The task of transforming a string from a source format into a target format
is encountered in many information-processing tasks. Consider the task of
transforming a list of names in the form “firstname lastname” (e.g. “Michael
Jackson”) into the target form “lastname first letter of the firstname” (e.g.
“Jackson M”). In many domains, identifying an appropriate set of operations
that transforms one string to another is challenging, as the space of possible
transformations is large. In this work, we investigate the problem of learning
string transformation rules from pairs of example strings. We propose a solid
way to design these rules based on only four string operations: permutations,
insertions, deletions and updates. Additionally, we propose an efficient algorithm to learn such rules, implemented as a combination of variations of
well-known string manipulation algorithms.
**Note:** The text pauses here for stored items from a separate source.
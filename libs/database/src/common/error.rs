/// Error type for connection, health and migration operations
#[derive(Debug, thiserror::Error)]
pub enum DatabaseError {
    #[error("PostgreSQL error: {0}")]
    Postgres(#[from] sea_orm::DbErr),

    /// Connection failed after retries
    #[error("Connection failed: {0}")]
    ConnectionFailed(String),

    #[error("Health check failed: {0}")]
    HealthCheckFailed(String),

    #[error("Migration error: {0}")]
    MigrationError(String),
}

pub type DatabaseResult<T> = Result<T, DatabaseError>;
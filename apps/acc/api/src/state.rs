//! Application state management.
//!
//! The state contains the configuration and, with PostgreSQL storage, the
//! connection pool. Both are cheap to clone.

use database::postgres::DatabaseConnection;

/// Shared application state.
#[derive(Clone)]
pub struct AppState {
    /// Application configuration loaded from environment variables
    pub config: crate::config::Config,
    /// PostgreSQL connection pool; `None` with in-memory storage
    pub db: Option<DatabaseConnection>,
}
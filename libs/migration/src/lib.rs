pub use sea_orm_migration::prelude::*;

mod m20250301_000000_create_users;

pub struct Migrator;

#[async_trait::async_trait]
impl MigratorTrait for Migrator {
    fn migrations() -> Vec<Box<dyn MigrationTrait>> {
        vec![Box::new(m20250301_000000_create_users::Migration)]
    }
}
//! Users Domain
//!
//! Server-rendered user management: list users, show a creation form,
//! validate and store submissions, view a single user.
//!
//! # Architecture
//!
//! ```text
//! ┌─────────────┐
//! │  Handlers   │  ← HTTP pages, Handlebars views
//! └──────┬──────┘
//!        │
//! ┌──────▼──────┐
//! │   Service   │  ← Form binding, password encoding, creation flow
//! └──────┬──────┘
//!        │
//! ┌──────▼──────┐
//! │ Repository  │  ← Data access (trait + in-memory / PostgreSQL)
//! └──────┬──────┘
//!        │
//! ┌──────▼──────┐
//! │   Models    │  ← Entities, drafts, roles
//! └─────────────┘
//! ```
//!
//! # Usage
//!
//! ```rust,no_run
//! use domain_users::{
//!     handlers,
//!     repository::InMemoryUserRepository,
//!     service::UserService,
//!     views::UserViews,
//! };
//!
//! let service = UserService::new(InMemoryUserRepository::new());
//! let views = UserViews::new().expect("templates are valid");
//!
//! let router = handlers::router(service, views);
//! ```

pub mod entity;
pub mod error;
pub mod form;
pub mod handlers;
pub mod models;
pub mod password;
pub mod postgres;
pub mod repository;
pub mod service;
pub mod views;

// Re-export commonly used types
pub use error::{UserError, UserResult};
pub use form::{BoundForm, FieldError};
pub use models::{NewUser, Role, User, UserDraft};
pub use password::{Argon2PasswordEncoder, PasswordEncoder};
pub use postgres::PgUserRepository;
pub use repository::{InMemoryUserRepository, UserRepository};
pub use service::{CreateOutcome, UserService};
pub use views::UserViews;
The proposed algorithm has the
following desirable properties: it can express any string transformation; it
can produce transformation rules that correctly transform a large part of the
data, even when a limited number of training examples is provided; it is linear w.r.t the training sample size, which allows it to scale for large tasks; and
it easy to understand and implement. We demonstrate the ability of our algorithm over real-world transformation tasks. The results indicate that the
algorithm learns transformation rules that are generalizable for a broader
range of strings to be transformed, using very few examples. The algorithm
is especially useful for spreadsheets and data cleaning tool developers that
want to support their end-users on string transformation related tasks.